1 Swedish Metabolomics Centre, Department of Forest Genetics and Plant Physiology, Swedish University of Agricultural Sciences, Umeå, Sweden

2 Department of Molecular Biology, Umeå University, Umeå, Sweden

3 Institute of Biochemistry, Faculty of Medicine, University of Leipzig, Leipzig, Germany

Correspondence to:

Claudia Stäubert, email:

Anders Nordström, email:

Keywords: hydroxycarboxylic acid receptors, cancer metabolism, metabolite-sensing GPCRs, GPR81, GPR109a

Received: August 28, 2014 Accepted: February 26, 2015 Published: March 14, 2015


Cancer cells exhibit characteristic changes in their metabolism with efforts being made to address them therapeutically. However, targeting metabolic enzymes as such is a major challenge due to their essentiality for normal proliferating cells. The most successful pharmaceutical targets are G protein-coupled receptors (GPCRs), with more than 40% of all currently available drugs acting through them.

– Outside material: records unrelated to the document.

//! Payment-specific error taxonomy.
//!
//! Every rejection the reconciliation engine can produce, provider-agnostic.
//! Each adapter maps these onto its own provider's error vocabulary; the
//! HTTP layer maps them onto status codes.
//!
//! # HTTP Status Mapping
//!
//! | Error | HTTP Status |
//! |-------|-------------|
//! | SignatureInvalid | 401 |
//! | MalformedRequest | 400 |
//! | TransactionNotFound | 404 |
//! | AlreadyProcessed | 200 (success acknowledgement) |
//! | AmountMismatch | 400 |
//! | PlanNotFound | 400 |
//! | DuplicatePendingTransaction | 409 |
//! | ProviderReportedCancellation | 400 |
//! | UserNotFound | 404 |
//! | Infrastructure | 500 |

use crate::domain::foundation::{DomainError, ErrorCode, TransactionId, UserId};

/// Errors arising while reconciling a payment notification.
#[derive(Debug, Clone, PartialEq, Eq)]
pub enum PaymentError {
    /// Webhook signature did not match. Hard rejection; no state touched.
    SignatureInvalid,

    /// Request body missing fields or unparseable. Rejected before any
    /// store access.
    MalformedRequest(String),

    /// No transaction matches the supplied reference.
    TransactionNotFound(String),

    /// The transaction was already decided. Idempotent replay - callers
    /// translate this into a success acknowledgement, never a failure.
    AlreadyProcessed(TransactionId),

    /// Claimed amount differs from the stored amount beyond tolerance.
    AmountMismatch {
        expected: i64,
        claimed: i64,
    },

    /// No plan in the catalog matches the request.
    PlanNotFound(String),

    /// Another transaction for the same user and plan is still pending.
    DuplicatePendingTransaction {
        user_id: UserId,
        existing: TransactionId,
    },

    /// The provider itself reported the attempt failed or was cancelled.
    ProviderReportedCancellation {
        provider_code: i64,
    },

    /// The transaction references a user that no longer exists.
    UserNotFound(UserId),

    /// Provider rejected the verification request (bad token, API error).
    VerificationFailed(String),

    /// Store unavailable or other unexpected failure. Maps to 5xx so the
    /// provider's transport-level retry applies; safe under idempotency.
    Infrastructure(String),
}

impl PaymentError {
    pub fn malformed(reason: impl Into<String>) -> Self {
        PaymentError::MalformedRequest(reason.into())
    }

    pub fn not_found(reference: impl Into<String>) -> Self {
        PaymentError::TransactionNotFound(reference.into())
    }

    pub fn amount_mismatch(expected: i64, claimed: i64) -> Self {
        PaymentError::AmountMismatch { expected, claimed }
    }

    pub fn plan_not_found(reference: impl Into<String>) -> Self {
        PaymentError::PlanNotFound(reference.into())
    }

    pub fn duplicate_pending(user_id: UserId, existing: TransactionId) -> Self {
        PaymentError::DuplicatePendingTransaction { user_id, existing }
    }

    pub fn verification_failed(reason: impl Into<String>) -> Self {
        PaymentError::VerificationFailed(reason.into())
    }

    pub fn infrastructure(message: impl Into<String>) -> Self {
        PaymentError::Infrastructure(message.into())
    }

    /// Returns the foundation error code for this error.
    pub fn code(&self) -> ErrorCode {
        match self {
            PaymentError::SignatureInvalid => ErrorCode::Unauthorized,
            PaymentError::MalformedRequest(_) => ErrorCode::ValidationFailed,
            PaymentError::TransactionNotFound(_) => ErrorCode::TransactionNotFound,
            PaymentError::AlreadyProcessed(_) => ErrorCode::AlreadyProcessed,
            PaymentError::AmountMismatch { .. } => ErrorCode::ValidationFailed,
            PaymentError::PlanNotFound(_) => ErrorCode::PlanNotFound,
            PaymentError::DuplicatePendingTransaction { .. } => {
                ErrorCode::DuplicatePendingTransaction
            }
            PaymentError::ProviderReportedCancellation { .. } => ErrorCode::InvalidStateTransition,
            PaymentError::UserNotFound(_) => ErrorCode::UserNotFound,
            PaymentError::VerificationFailed(_) => ErrorCode::ProviderError,
            PaymentError::Infrastructure(_) => ErrorCode::InternalError,
        }
    }

    /// Returns true if the provider should retry the delivery.
    ///
    /// Only infrastructure failures are transient; every business-rule
    /// rejection is permanent and must not be retried with the same data.
    pub fn is_transient(&self) -> bool {
        matches!(self, PaymentError::Infrastructure(_))
    }
}

impl std::fmt::Display for PaymentError {
    fn fmt(&self, f: &mut std::fmt::Formatter<'_>) -> std::fmt::Result {
        match self {
            PaymentError::SignatureInvalid => write!(f, "webhook signature verification failed"),
            PaymentError::MalformedRequest(reason) => write!(f, "malformed request: {}", reason),
            PaymentError::TransactionNotFound(reference) => {
                write!(f, "transaction not found: {}", reference)
            }
            PaymentError::AlreadyProcessed(id) => {
                write!(f, "transaction {} already processed", id)
            }
            PaymentError::AmountMismatch { expected, claimed } => {
                write!(f, "amount mismatch: expected {}, claimed {}", expected, claimed)
            }
            PaymentError::PlanNotFound(reference) => write!(f, "plan not found: {}", reference),
            PaymentError::DuplicatePendingTransaction { user_id, existing } => write!(
                f,
                "user {} already has pending transaction {}",
                user_id, existing
            ),
            PaymentError::ProviderReportedCancellation { provider_code } => {
                write!(f, "provider reported cancellation (code {})", provider_code)
            }
            PaymentError::UserNotFound(id) => write!(f, "user not found: {}", id),
            PaymentError::VerificationFailed(reason) => {
                write!(f, "purchase verification failed: {}", reason)
            }
            PaymentError::Infrastructure(message) => write!(f, "infrastructure error: {}", message),
        }
    }
}

impl std::error::Error for PaymentError {}

impl From<DomainError> for PaymentError {
    fn from(err: DomainError) -> Self {
        PaymentError::Infrastructure(err.to_string())
    }
}

#[cfg(test)]
mod tests {
    use super::*;

    #[test]
    fn only_infrastructure_errors_are_transient() {
        assert!(PaymentError::infrastructure("db down").is_transient());
        assert!(!PaymentError::SignatureInvalid.is_transient());
        assert!(!PaymentError::amount_mismatch(100, 200).is_transient());
        assert!(!PaymentError::not_found("abc").is_transient());
    }

    #[test]
    fn already_processed_has_its_own_code() {
        let err = PaymentError::AlreadyProcessed(TransactionId::new());
        assert_eq!(err.code(), ErrorCode::AlreadyProcessed);
    }

    #[test]
    fn domain_errors_convert_to_infrastructure() {
        let err: PaymentError = DomainError::database("connection refused").into();
        assert!(matches!(err, PaymentError::Infrastructure(_)));
    }

    #[test]
    fn display_includes_amounts() {
        let err = PaymentError::amount_mismatch(100_000, 99_000);
        assert_eq!(
            err.to_string(),
            "amount mismatch: expected 100000, claimed 99000"
        );
    }
}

We show that, a family of metabolite-sensing GPCRs, the Hydroxycarboxylic acid receptor family (HCAs), is crucial for breast cancer cells to control their metabolism and proliferation.

We found HCA1 and HCA3 mRNA expression were significantly increased in breast cancer patient samples and detectable in primary human breast cancer patient cells. Furthermore, siRNA mediated knock-down of HCA3 induced considerable breast cancer cell death as did knock-down of HCA1, although to a lesser extent. Liquid Chromatography Mass Spectrometry based analyses of breast cancer cell medium revealed a role for HCA3 in controlling intracellular lipid/fatty acid metabolism. The presence of etomoxir or perhexiline, both inhibitors of fatty acid β-oxidation rescues breast cancer cells with knocked-down HCA3 from cell death.

Our data encourages the development of drugs acting on cancer-specific metabolite-sensing GPCRs as novel anti-proliferative agents for cancer therapy.